In this thesis, we take a journey through two different but not dissimilar stories with an underlying theme of combinatorics emerging from scattering amplitudes in quantum field theories. The first part tells the tale of the $c_2$-invariant, an arithmetic invariant related to the Feynman integral in $ϕ^4$-theory, which studies the zeros of the Kirchoff polynomial and related graph polynomials. Through reformulating the $c_2$-invariant as a purely combinatorial problem, we show how enumerating certain edge bipartitions through fixed-point free involutions can complete a special case of the long sought after $c_2$ completion conjecture. The second part tells the tale of the positive Grassmannian and a combinatorial T-duality map on its cells, as related to scattering amplitudes in planar $\mathcal{N} = 4$ SYM theory.
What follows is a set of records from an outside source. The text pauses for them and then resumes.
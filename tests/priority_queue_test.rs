use queued_consumer::queue::priority::PriorityQueue;
use queued_consumer::queue::WorkQueue;
use queued_consumer::{handler_fn, ConsumerBuilder};
use std::cmp::Ordering;
use std::sync::{Arc, Mutex};
use tokio::time::Duration;

#[derive(Debug, Clone, PartialEq, Eq)]
struct Job {
    priority: u8,
    name: &'static str,
}

impl Job {
    fn new(priority: u8, name: &'static str) -> Self {
        Self { priority, name }
    }
}

impl PartialOrd for Job {
    fn partial_cmp(&self, other: &Self) -> Option<Ordering> {
        Some(self.cmp(other))
    }
}

// Only the priority matters, names of equal priority keep arrival order
impl Ord for Job {
    fn cmp(&self, other: &Self) -> Ordering {
        self.priority.cmp(&other.priority)
    }
}

#[tokio::test]
async fn test_highest_priority_first() {
    let queue = PriorityQueue::new();
    queue.enqueue(Job::new(1, "low")).await.unwrap();
    queue.enqueue(Job::new(3, "critical")).await.unwrap();
    queue.enqueue(Job::new(2, "high")).await.unwrap();

    assert_eq!(queue.fetch().await.unwrap().name, "critical");
    assert_eq!(queue.fetch().await.unwrap().name, "high");
    assert_eq!(queue.try_fetch().await.unwrap().name, "low");
    assert_eq!(queue.try_fetch().await, None);
}

#[tokio::test]
async fn test_fifo_within_same_priority() {
    let queue = PriorityQueue::new();
    for name in ["a", "b", "c", "d"] {
        queue.enqueue(Job::new(1, name)).await.unwrap();
    }
    queue.enqueue(Job::new(2, "urgent")).await.unwrap();

    let mut order = vec![];
    while let Some(job) = queue.try_fetch().await {
        order.push(job.name);
    }
    assert_eq!(order, vec!["urgent", "a", "b", "c", "d"]);
}

#[tokio::test]
async fn test_close_rejects_enqueue() {
    let queue = PriorityQueue::new();
    queue.enqueue(Job::new(1, "kept")).await.unwrap();
    queue.close();

    assert!(queue.is_closed());
    assert!(queue.enqueue(Job::new(1, "rejected")).await.is_err());
    assert_eq!(queue.fetch().await.unwrap().name, "kept");
    assert_eq!(queue.fetch().await, None);
}

#[tokio::test]
async fn test_consumer_over_priority_queue() {
    let order = Arc::new(Mutex::new(Vec::new()));
    let order_clone = Arc::clone(&order);

    let consumer = ConsumerBuilder::new(
        "prioritized",
        handler_fn(move |job: &Job| {
            order_clone.lock().unwrap().push(job.name);
            Ok(())
        }),
    )
    .with_queue(PriorityQueue::new)
    .build();

    // The worker first runs once this task yields, by then everything is queued
    consumer.start().unwrap();
    consumer.submit(Job::new(1, "low")).await.unwrap();
    consumer.submit(Job::new(5, "top")).await.unwrap();
    consumer.submit(Job::new(3, "mid")).await.unwrap();

    let signal = consumer.terminate().unwrap();
    assert_eq!(signal.wait_timeout(Duration::from_secs(5)).await, Ok(3));
    assert_eq!(*order.lock().unwrap(), vec!["top", "mid", "low"]);
}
In particular, T-duality is a bridge between triangulations of the hypersimplex and triangulations of the amplituhedron, two objects that appear as images of the positive Grassmannian. We give an algorithm for viewing T-duality as a map on Le diagrams and characterize a nice structure to the Le diagrams (which can then be used in lieu of the algorithm). Through this Le diagram perspective on T-duality, we show how the dimensional relationship between the positroid cells on either side of the map can be directly explained.